I regularly use Gamble's Oak.  Those in my geographic region commonly refer to it as scrub oak because most trees are not that big.  But, I have a chainsaw and it gets big enough.  I really like it.  I have a reasonable amount that is cured, and the stuff that should be cured by now isn't quite ready because of this blasted cold snap we've been through.  It was 4.6f at my house when I woke up this morning, a temperature that does not lend itself to the curing of wood.  It needs to be cured very well as smoke that looks just fine from some of the bone dry stuff we get out here will leave hints of creosote if the wood is merely cured well enough to burn easily.  Mixing the two (cured vs marginally cured), however, eliminates that and provides a very robust flavor that I like.


----------



## splitshot (Jan 30, 2013)

garand555 said:


> I regularly use Gamble's Oak. Those in my geographic region commonly refer to it as scrub oak because most trees are not that big. But, I have a chainsaw and it gets big enough. I really like it. I have a reasonable amount that is cured, and the stuff that should be cured by now isn't quite ready because of this blasted cold snap we've been through. It was 4.6f at my house when I woke up this morning, a temperature that does not lend itself to the curing of wood. It needs to be cured very well as smoke that looks just fine from some of the bone dry stuff we get out here will leave hints of creosote if the wood is merely cured well enough to burn easily. Mixing the two (cured vs marginally cured), however, eliminates that and provides a very robust flavor that I like.

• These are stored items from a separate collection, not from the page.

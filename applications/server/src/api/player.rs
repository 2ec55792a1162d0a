/// "Now playing" API routes
use crate::{error::Result, extract::ApiJson, middleware::AuthenticatedUser, state::AppState};
use axum::{extract::State, http::StatusCode, Json};
use harmony_core::{storage::StorageContext, types::SongId, HarmonyError, NowPlaying};
use serde::{Deserialize, Serialize};

#[derive(Debug, Serialize)]
pub struct PlayerResponse {
    pub currently_playing: Option<NowPlaying>,
}

#[derive(Debug, Deserialize)]
pub struct PlayRequest {
    pub song_id: SongId,
    #[serde(default)]
    pub cover_image: Option<String>,
}

/// GET /api/player
pub async fn get_player(
    State(app_state): State<AppState>,
    auth: AuthenticatedUser,
) -> Json<PlayerResponse> {
    let players = app_state.players.read().await;
    let currently_playing = players
        .get(&auth.user_id())
        .and_then(|player| player.currently_playing().cloned());
    Json(PlayerResponse { currently_playing })
}

/// PUT /api/player
/// Title and artist are taken from the catalog, not from the client
pub async fn play(
    State(app_state): State<AppState>,
    auth: AuthenticatedUser,
    ApiJson(req): ApiJson<PlayRequest>,
) -> Result<Json<PlayerResponse>> {
    let song = app_state
        .storage(auth.user_id())
        .get_song(req.song_id)
        .await?
        .ok_or(HarmonyError::SongNotFound(req.song_id))?;

    let now_playing = NowPlaying {
        song_id: song.id,
        title: song.title,
        artist: song.artist,
        cover_image: req.cover_image,
    };

    app_state
        .players
        .write()
        .await
        .entry(auth.user_id())
        .or_default()
        .set_currently_playing(now_playing.clone());

    Ok(Json(PlayerResponse {
        currently_playing: Some(now_playing),
    }))
}

/// DELETE /api/player
pub async fn stop(State(app_state): State<AppState>, auth: AuthenticatedUser) -> StatusCode {
    app_state.players.write().await.remove(&auth.user_id());
    StatusCode::NO_CONTENT
}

You must cut above 7,000' and we dropped to 9, brrr.

Here in Southern Az, I have sources for 5 species of Oak, one of which is in the 'black' (or red) family, and the rest in the white family.

I would suspect, as someone posted earlier in this thread, that the species might have a lot more to do with the quality of smoking than the color of wood. Guess I need to get experimenting.


----------



## norbs (Feb 13, 2013)

This is norbs, oak is a slow cooking wood, medium heat, cant stick to much in the fire or you can over heat, I used to use alot os Mesquite a hot wood, easy to keep the tempature at a steady number, start off with it and then put some oak in it after a while, or just use the mesquite, if you want the mesquite to smoke alot you have to soak it in water, in time you will figure out how and what type of woods to use, Ps i am the one they stole the 14 ft smoker from,i have 30 plus years experience smoking meat,good luck with my tips


----------



## woodcutter (Feb 13, 2013)

norbs said:


> This is norbs, oak is a slow cooking wood, medium heat, cant stick to much in the fire or you can over heat, I used to use alot os Mesquite a hot wood, easy to keep the tempature at a steady number, start off with it and then put some oak in it after a while, or just use the mesquite, if you want the mesquite to smoke alot you have to soak it in water, in time you will figure out how and what type of woods to use, Ps i am the one they stole the 14 ft smoker from,i have 30 plus years experience smoking meat,good luck with my tips


I have often wondered, did you ever have any luck finding it?


----------



## rubrchickenhead (Feb 13, 2013)

I found some red wine barrel oak chips at the store and they produced wonderful smelling smoke and great tasting tri-tip. I wish I could find chunks of the stuff instead, but if you get a chance to use red wine barrel oak, go for it!


----------



## vtmecheng (Feb 13, 2013)

I got some oak chunks from a distillery in Virginia.  The wood is cut up pieces of used barrels and they don't let the wood dry out so it's still soaked with whiskey when you buy the bag.  While I don't notice any whiskey flavors in the meat, the oak provides a nice flavor for my pork butts.  The wood I get from this distillery is better quality (more solid) than what most stores carry for smoking.  Chunks last a lot longer and provide a steady smoke.


----------



## mneeley490 (Feb 13, 2013)

RubrChickenHead said:


> I found some red wine barrel oak chips at the store and they produced wonderful smelling smoke and great tasting tri-tip. I wish I could find chunks of the stuff instead, but if you get a chance to use red wine barrel oak, go for it!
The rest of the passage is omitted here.